BackdropAn exercise in middling, with a kind of weedy Kraftwerk synth line and not much else going for it. A sleepy discourse through the middle classes' insatiable devouring of popular culture and the advertising world's classification system for Britain's class system - C2s, D1s etc. I like the half-assed pronunciation of the ambiguous 'Put it down' which sounds even more sarcy on the 'dance mix' versions.

posted @ 14.30 PM, September 25, 2007


Surmount All Obstacles

BackdropAgain another unremarkable Middle Class Revolt workthrough, although not without its charms, like the liquidy bass. There's nothing that particularly bites you here but I couldn't say it's bad either. Who the guilty Heinz is I don't know. The Rex Sargeant Mix is also OK and I must say I'm losing count at the number of references to Das Richard and Das Judy in Fall songs.

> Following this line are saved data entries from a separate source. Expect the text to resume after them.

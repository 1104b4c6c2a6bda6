//! Release workflow for deploying a revision to a Beanstalk environment.
//!
//! A run fetches the repository's environments and the remote heads
//! concurrently, asks the user for an environment, a release note and a
//! confirmation, then creates the release and opens the environment page.
//! Every step is a transition of [`ReleaseMachine`].

pub mod gate;
pub mod guard;
pub mod host;
pub mod session;
pub mod state;
pub mod workflow;

#[cfg(any(test, feature = "testing"))]
pub mod testing;

pub use gate::ensure_credentials;
pub use guard::{ReleaseGuard, ReleaseTicket};
pub use host::{RELEASE_NOTE_PROMPT, ReleaseHost, confirmation_message};
pub use session::RepositorySession;
pub use state::{ReleaseMachine, WorkflowEvent, WorkflowState};
pub use workflow::{PREPARING_MESSAGE, ReleaseEvent, ReleaseWorkflow, WorkflowResult};
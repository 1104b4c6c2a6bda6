//! Tracing subscriber setup.

use tracing_subscriber::EnvFilter;

/// Default filter for the given debug toggle.
pub fn default_filter(debug_mode: bool) -> &'static str {
    if debug_mode {
        "warn,beanstalk_plugin=debug,beanstalk_release=debug,beanstalk_vcs=debug,beanstalk_api=debug,beanstalk_config=debug"
    } else {
        "warn"
    }
}

/// Install the global subscriber. `RUST_LOG` overrides the default filter.
///
/// Fails if a subscriber is already installed.
pub fn init_logging(debug_mode: bool) -> anyhow::Result<()> {
    tracing_subscriber::fmt()
        .with_env_filter(
            EnvFilter::try_from_default_env()
                .unwrap_or_else(|_| EnvFilter::new(default_filter(debug_mode))),
        )
        .with_target(debug_mode)
        .try_init()
        .map_err(|e| anyhow::anyhow!("failed to install tracing subscriber: {}", e))
}
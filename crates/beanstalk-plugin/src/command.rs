//! Editor commands.

use std::fmt;
use std::str::FromStr;

/// A command the editor can invoke.
#[derive(Debug, Clone, Copy, PartialEq, Eq, Hash)]
pub enum PluginCommand {
    /// Open the active file in the repository browser.
    Browse,
    /// Open blame for the active file at the checked-out revision.
    Blame,
    /// Open a rendered preview of the active file.
    Preview,
    /// Open the repository activity page.
    Activity,
    /// Open the repository's environments page.
    Deployments,
    /// Release a revision to an environment.
    Deploy,
    /// Open the user settings file.
    Settings,
}

impl PluginCommand {
    pub const ALL: [PluginCommand; 7] = [
        PluginCommand::Browse,
        PluginCommand::Blame,
        PluginCommand::Preview,
        PluginCommand::Activity,
        PluginCommand::Deployments,
        PluginCommand::Deploy,
        PluginCommand::Settings,
    ];

    /// Name the editor binds the command to.
    pub fn name(self) -> &'static str {
        match self {
            PluginCommand::Browse => "beanstalk_open",
            PluginCommand::Blame => "beanstalk_blame",
            PluginCommand::Preview => "beanstalk_preview",
            PluginCommand::Activity => "beanstalk_activity",
            PluginCommand::Deployments => "beanstalk_deployments",
            PluginCommand::Deploy => "beanstalk_deploy",
            PluginCommand::Settings => "beanstalk_plugin_settings",
        }
    }

    /// Commands that act on the active file.
    pub fn requires_file(self) -> bool {
        matches!(
            self,
            PluginCommand::Browse | PluginCommand::Blame | PluginCommand::Preview
        )
    }

    /// Commands that need a detected repository.
    pub fn requires_repository(self) -> bool {
        !matches!(self, PluginCommand::Settings)
    }
}

impl fmt::Display for PluginCommand {
    fn fmt(&self, f: &mut fmt::Formatter<'_>) -> fmt::Result {
        f.write_str(self.name())
    }
}

impl FromStr for PluginCommand {
    type Err = String;

    fn from_str(s: &str) -> Result<Self, Self::Err> {
        PluginCommand::ALL
            .into_iter()
            .find(|command| command.name() == s)
            .ok_or_else(|| format!("unknown command: {}", s))
    }
}

#[cfg(test)]
mod tests {
    use super::*;

    #[test]
    fn test_names_round_trip() {
        for command in PluginCommand::ALL {
            assert_eq!(command.name().parse::<PluginCommand>(), Ok(command));
        }
        assert!("beanstalk_nope".parse::<PluginCommand>().is_err());
    }

    #[test]
    fn test_file_scoped_commands() {
        assert!(PluginCommand::Blame.requires_file());
        assert!(!PluginCommand::Deploy.requires_file());
        assert!(!PluginCommand::Settings.requires_repository());
    }
}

posted @ 12.40 PM, September 14, 2007


The $500 Bottle Of Wine

BackdropGrindalongaFall. Sounds like a piss about, but a very successful one, as the beat doesn't give up and a respectable southern bluesy kind of vibe powers it along. Not much sense to be gleaned from the lyrics, but so what? The '$500 bottle of wine' tagline serves its rhythmical purpose and the schoolboysy 'They're all fat gits and they get on our tits' is delivered in a Beefheart/Zappae stylee. And I always smile at the closing, 'Get down the fucking liquor store boy.'

posted @ 13.20 PM, September 13, 2007


The Reckoning

BackdropBit of a limp outing this one. The reverb a go go and swish production attempt to mask the lacklustre vocals, the whole conveying the impression of a half thought out idea. The Peel version especially seems sluggish and tired. 'Your friends are dis-compos-mentis' is one stand out line, though, along with 'you're sleeping with some hippie half-wit/Who thinks he's Mr. Mark Smith.' Oh, and the rather intriguing, 'it's evil that you spark off/In disguise as basic truth.'



posted @ 13.45 PM, September 12, 2007


Hey! Student

BackdropA complete reworking of Hey! Fascist (see 1977), I cannae get enough of this song. The sheer simplicity of it knocks me dead every time. A real belter. The rhythym, music and lyrics all gel perfectly. There's added extras too, including the sarcy intonation of 'Evening News' mirroring a street vendor's weary cry and the brilliant 'woka-to-ma' and 'wah wah wah' bits echoing the frenzied drumming. The Peel version also includes the hilarious line, 'as you masturbate with your Shaun Ryder face.'



posted @ 14.35 PM, September 11, 2007


15 Ways

BackdropAs well as an obtuse homage to Paul Simon's '50 Ways To Leave Your Lover' this is also a snide swipe at those snippets of advice screaming from the front covers of Women's Mags. More helpful advice is also proffered in the song itself, e.g. 'Get a flat and a magazine' and the superb 'Branch out into complete disorder.' My favourite absurdist comment on tacky tat though, is 'Break! Now! Fly direct! Post Office box!' If you haven't listened to this for a while, as I hadn't, I urge you to go back and hear it again - the subtle keyboards are absolutely brilliant.